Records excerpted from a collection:
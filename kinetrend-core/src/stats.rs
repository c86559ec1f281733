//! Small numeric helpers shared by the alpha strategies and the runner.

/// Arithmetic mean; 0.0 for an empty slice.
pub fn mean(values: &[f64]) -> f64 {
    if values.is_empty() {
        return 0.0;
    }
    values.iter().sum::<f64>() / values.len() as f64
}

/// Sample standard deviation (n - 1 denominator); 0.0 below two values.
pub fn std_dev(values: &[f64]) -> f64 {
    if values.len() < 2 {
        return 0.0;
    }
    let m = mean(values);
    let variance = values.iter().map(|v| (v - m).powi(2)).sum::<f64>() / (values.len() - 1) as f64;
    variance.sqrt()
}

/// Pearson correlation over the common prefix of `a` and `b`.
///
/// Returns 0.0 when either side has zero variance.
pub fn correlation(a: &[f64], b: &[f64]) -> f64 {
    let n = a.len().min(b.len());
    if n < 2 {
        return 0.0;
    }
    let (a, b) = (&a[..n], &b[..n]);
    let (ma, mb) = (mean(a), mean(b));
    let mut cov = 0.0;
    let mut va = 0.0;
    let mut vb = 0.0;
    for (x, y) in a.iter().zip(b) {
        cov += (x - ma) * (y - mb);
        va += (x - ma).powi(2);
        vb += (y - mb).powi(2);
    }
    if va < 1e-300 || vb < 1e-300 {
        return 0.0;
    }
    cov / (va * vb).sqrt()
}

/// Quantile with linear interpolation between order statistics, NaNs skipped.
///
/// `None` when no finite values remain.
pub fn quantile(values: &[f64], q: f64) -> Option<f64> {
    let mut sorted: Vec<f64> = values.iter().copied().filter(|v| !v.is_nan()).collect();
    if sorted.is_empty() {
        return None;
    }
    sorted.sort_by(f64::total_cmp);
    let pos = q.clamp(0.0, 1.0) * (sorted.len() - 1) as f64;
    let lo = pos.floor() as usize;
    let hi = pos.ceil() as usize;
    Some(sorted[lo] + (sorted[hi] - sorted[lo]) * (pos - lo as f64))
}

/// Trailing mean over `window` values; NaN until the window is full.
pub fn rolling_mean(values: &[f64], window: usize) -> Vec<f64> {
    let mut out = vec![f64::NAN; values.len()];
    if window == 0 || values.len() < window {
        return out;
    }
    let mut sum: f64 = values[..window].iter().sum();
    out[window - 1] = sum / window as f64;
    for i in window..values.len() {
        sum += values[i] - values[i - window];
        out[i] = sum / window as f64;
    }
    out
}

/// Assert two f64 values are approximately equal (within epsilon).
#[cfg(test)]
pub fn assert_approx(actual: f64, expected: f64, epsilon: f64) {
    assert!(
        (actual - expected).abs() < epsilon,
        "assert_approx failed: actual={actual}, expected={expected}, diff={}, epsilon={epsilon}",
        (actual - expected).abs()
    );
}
==
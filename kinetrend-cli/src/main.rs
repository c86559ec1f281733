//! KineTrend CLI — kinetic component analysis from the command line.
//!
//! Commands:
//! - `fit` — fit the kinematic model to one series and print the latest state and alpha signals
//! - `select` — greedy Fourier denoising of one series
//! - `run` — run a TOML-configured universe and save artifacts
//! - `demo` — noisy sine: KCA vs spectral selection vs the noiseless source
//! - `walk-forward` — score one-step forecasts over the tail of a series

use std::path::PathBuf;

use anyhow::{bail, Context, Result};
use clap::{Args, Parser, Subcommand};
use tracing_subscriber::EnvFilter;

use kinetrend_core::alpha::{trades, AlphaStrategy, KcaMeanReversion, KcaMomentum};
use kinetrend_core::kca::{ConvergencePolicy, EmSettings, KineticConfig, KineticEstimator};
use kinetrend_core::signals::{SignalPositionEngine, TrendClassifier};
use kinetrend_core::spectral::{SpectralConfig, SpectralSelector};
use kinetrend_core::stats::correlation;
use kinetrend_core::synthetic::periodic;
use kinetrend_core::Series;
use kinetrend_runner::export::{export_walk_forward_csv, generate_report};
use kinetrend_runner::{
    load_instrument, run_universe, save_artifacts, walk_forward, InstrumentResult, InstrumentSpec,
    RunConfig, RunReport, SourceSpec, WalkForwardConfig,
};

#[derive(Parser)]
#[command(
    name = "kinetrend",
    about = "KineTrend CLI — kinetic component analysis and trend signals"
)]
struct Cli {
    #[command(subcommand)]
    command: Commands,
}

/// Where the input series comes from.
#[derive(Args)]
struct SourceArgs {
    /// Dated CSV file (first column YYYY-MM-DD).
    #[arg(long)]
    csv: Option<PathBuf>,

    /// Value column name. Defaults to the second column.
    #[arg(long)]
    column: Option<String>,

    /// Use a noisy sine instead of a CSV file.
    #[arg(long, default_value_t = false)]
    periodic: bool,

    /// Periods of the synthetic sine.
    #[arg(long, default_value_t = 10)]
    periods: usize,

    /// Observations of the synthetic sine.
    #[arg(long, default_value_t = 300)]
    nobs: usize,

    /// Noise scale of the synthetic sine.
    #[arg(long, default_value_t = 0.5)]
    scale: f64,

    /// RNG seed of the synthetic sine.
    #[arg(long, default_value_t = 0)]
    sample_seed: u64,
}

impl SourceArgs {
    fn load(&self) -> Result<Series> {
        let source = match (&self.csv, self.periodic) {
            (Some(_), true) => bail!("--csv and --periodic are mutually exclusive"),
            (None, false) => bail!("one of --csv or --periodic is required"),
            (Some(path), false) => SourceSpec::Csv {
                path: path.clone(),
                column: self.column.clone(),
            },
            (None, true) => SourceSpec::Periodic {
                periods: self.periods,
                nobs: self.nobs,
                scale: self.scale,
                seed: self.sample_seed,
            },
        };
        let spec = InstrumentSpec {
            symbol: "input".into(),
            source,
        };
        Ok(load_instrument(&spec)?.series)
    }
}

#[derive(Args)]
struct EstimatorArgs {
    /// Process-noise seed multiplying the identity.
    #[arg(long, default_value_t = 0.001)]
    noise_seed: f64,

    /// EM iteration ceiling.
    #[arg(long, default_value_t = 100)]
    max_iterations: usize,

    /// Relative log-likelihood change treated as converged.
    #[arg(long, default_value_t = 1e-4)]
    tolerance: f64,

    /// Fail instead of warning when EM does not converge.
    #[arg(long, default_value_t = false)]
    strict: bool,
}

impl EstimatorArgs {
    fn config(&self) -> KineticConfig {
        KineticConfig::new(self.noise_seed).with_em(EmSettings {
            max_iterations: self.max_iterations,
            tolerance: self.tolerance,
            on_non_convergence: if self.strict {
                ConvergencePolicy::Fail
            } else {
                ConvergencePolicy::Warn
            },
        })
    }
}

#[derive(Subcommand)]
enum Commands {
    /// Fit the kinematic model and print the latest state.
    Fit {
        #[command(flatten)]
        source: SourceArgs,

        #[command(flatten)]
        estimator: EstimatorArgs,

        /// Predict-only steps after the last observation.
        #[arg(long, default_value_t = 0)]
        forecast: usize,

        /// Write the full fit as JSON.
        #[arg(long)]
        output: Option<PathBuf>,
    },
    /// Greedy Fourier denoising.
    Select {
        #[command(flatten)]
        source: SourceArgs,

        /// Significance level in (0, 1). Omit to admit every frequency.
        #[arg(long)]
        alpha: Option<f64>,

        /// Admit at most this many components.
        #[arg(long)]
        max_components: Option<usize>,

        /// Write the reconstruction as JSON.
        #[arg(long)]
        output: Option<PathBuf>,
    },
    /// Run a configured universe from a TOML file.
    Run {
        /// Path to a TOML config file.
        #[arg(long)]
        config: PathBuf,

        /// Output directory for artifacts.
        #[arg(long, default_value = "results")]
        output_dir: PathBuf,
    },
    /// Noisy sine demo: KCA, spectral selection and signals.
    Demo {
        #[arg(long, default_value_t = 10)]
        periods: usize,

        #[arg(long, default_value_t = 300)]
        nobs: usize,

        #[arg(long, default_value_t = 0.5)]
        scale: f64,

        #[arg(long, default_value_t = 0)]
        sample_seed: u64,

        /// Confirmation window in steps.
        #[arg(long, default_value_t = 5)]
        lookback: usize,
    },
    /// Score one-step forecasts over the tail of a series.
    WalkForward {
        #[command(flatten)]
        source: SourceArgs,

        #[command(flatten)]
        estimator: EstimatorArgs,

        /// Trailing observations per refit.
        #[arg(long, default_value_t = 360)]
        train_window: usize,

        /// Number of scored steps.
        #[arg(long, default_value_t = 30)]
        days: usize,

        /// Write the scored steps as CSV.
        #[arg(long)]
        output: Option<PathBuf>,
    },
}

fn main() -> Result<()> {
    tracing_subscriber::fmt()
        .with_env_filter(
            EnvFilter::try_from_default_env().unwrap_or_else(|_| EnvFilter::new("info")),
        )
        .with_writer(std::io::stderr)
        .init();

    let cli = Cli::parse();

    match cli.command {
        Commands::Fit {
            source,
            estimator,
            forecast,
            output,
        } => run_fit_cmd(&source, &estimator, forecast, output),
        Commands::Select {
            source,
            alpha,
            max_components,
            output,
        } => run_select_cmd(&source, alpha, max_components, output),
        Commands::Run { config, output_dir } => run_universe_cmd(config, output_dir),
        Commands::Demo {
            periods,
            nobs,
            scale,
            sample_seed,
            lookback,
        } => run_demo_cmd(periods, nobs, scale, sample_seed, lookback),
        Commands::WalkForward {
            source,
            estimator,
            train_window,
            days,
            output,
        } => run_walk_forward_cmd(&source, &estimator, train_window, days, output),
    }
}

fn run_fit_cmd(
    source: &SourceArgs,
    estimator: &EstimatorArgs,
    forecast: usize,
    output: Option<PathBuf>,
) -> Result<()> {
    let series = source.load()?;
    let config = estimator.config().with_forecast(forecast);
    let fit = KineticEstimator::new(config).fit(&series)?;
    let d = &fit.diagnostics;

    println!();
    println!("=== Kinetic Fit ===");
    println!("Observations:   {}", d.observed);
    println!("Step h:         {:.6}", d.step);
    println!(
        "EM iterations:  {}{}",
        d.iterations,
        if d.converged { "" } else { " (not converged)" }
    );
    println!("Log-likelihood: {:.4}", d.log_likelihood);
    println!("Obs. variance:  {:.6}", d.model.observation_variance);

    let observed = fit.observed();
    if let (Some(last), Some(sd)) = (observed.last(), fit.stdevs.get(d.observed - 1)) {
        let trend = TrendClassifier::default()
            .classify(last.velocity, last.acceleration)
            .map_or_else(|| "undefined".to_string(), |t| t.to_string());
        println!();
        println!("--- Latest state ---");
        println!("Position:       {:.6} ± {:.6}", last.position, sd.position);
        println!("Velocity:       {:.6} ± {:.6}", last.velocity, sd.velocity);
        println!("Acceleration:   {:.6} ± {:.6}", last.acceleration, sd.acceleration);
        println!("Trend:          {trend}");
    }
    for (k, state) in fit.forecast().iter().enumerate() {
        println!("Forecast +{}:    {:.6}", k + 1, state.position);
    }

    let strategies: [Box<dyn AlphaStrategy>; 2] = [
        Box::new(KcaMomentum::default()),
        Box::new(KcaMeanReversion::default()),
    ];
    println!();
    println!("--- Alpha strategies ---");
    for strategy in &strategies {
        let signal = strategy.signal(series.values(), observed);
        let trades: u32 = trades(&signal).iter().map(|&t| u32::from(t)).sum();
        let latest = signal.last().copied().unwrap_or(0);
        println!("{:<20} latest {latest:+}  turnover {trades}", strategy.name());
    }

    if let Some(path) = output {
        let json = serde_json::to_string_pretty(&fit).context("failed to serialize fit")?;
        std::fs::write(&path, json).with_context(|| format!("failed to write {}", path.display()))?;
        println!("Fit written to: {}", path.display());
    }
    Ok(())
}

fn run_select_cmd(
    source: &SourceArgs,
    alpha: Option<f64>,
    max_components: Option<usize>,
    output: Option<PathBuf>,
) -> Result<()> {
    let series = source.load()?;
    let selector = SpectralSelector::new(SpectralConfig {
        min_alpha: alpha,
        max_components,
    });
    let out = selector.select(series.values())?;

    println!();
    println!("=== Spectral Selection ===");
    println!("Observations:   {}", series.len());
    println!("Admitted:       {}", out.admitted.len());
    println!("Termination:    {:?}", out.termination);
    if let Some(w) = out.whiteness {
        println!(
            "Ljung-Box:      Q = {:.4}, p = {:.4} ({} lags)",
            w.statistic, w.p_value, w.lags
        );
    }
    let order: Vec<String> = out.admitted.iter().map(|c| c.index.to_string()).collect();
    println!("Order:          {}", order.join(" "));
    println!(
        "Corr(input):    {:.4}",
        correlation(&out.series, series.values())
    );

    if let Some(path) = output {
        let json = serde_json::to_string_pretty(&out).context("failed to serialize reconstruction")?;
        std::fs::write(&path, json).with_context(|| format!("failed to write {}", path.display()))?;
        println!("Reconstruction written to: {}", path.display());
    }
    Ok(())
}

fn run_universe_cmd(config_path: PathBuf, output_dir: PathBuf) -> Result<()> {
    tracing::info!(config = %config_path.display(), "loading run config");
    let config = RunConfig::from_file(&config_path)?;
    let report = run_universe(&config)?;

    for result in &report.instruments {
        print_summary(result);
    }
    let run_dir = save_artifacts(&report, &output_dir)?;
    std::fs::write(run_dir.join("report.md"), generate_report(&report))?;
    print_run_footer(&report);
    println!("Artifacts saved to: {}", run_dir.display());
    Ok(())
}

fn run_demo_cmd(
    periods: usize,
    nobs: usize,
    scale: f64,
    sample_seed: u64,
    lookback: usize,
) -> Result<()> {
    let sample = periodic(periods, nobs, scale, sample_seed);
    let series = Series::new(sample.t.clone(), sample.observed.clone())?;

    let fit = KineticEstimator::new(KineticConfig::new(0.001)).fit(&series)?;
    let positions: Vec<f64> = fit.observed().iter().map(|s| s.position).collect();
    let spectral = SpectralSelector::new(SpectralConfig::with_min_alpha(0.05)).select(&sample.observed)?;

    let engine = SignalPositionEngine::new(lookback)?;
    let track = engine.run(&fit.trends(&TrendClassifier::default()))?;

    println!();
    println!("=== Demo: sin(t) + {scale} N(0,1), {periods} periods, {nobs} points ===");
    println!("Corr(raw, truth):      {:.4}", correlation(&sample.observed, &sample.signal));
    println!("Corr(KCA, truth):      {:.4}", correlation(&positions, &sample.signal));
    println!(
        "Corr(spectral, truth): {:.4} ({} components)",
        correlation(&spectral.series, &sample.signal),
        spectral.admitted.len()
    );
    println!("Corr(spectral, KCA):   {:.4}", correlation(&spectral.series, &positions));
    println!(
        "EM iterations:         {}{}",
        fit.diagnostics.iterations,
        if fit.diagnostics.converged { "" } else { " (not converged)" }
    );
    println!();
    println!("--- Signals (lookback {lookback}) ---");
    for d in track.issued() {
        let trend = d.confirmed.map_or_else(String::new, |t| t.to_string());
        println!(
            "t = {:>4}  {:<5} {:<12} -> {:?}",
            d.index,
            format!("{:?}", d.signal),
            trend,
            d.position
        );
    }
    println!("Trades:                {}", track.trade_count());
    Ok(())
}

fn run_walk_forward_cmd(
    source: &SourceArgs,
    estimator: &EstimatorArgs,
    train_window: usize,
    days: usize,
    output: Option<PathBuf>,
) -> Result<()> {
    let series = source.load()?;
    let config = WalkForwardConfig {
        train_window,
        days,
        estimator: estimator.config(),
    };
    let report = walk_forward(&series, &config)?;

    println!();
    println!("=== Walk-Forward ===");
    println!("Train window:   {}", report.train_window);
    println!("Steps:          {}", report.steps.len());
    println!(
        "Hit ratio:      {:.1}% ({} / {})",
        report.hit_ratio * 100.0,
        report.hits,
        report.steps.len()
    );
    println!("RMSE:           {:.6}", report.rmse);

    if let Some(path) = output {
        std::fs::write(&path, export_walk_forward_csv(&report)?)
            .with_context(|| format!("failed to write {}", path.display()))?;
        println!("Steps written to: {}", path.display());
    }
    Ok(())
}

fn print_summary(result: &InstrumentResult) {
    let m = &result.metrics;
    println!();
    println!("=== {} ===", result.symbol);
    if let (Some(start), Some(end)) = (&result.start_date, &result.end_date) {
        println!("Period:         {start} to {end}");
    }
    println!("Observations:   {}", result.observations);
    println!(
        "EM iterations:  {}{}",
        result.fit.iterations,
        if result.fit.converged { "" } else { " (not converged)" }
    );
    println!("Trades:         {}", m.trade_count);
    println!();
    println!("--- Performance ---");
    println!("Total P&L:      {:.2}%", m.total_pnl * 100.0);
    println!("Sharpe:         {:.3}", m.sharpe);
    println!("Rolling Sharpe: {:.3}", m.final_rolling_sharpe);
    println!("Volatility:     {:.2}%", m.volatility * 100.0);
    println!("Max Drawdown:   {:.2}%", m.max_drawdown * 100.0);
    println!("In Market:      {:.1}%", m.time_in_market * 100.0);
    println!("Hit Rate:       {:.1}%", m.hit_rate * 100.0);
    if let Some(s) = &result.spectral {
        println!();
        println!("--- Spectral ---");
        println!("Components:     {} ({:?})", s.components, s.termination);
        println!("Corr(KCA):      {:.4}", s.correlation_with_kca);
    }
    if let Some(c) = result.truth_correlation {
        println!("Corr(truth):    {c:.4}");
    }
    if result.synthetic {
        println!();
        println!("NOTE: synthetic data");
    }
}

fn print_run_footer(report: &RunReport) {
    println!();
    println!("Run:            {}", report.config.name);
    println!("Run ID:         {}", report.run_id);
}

§ **What the task asks**
What number of lines in the records contain the word "tail"? Answer with that number alone.

§ **Reply to the task**
2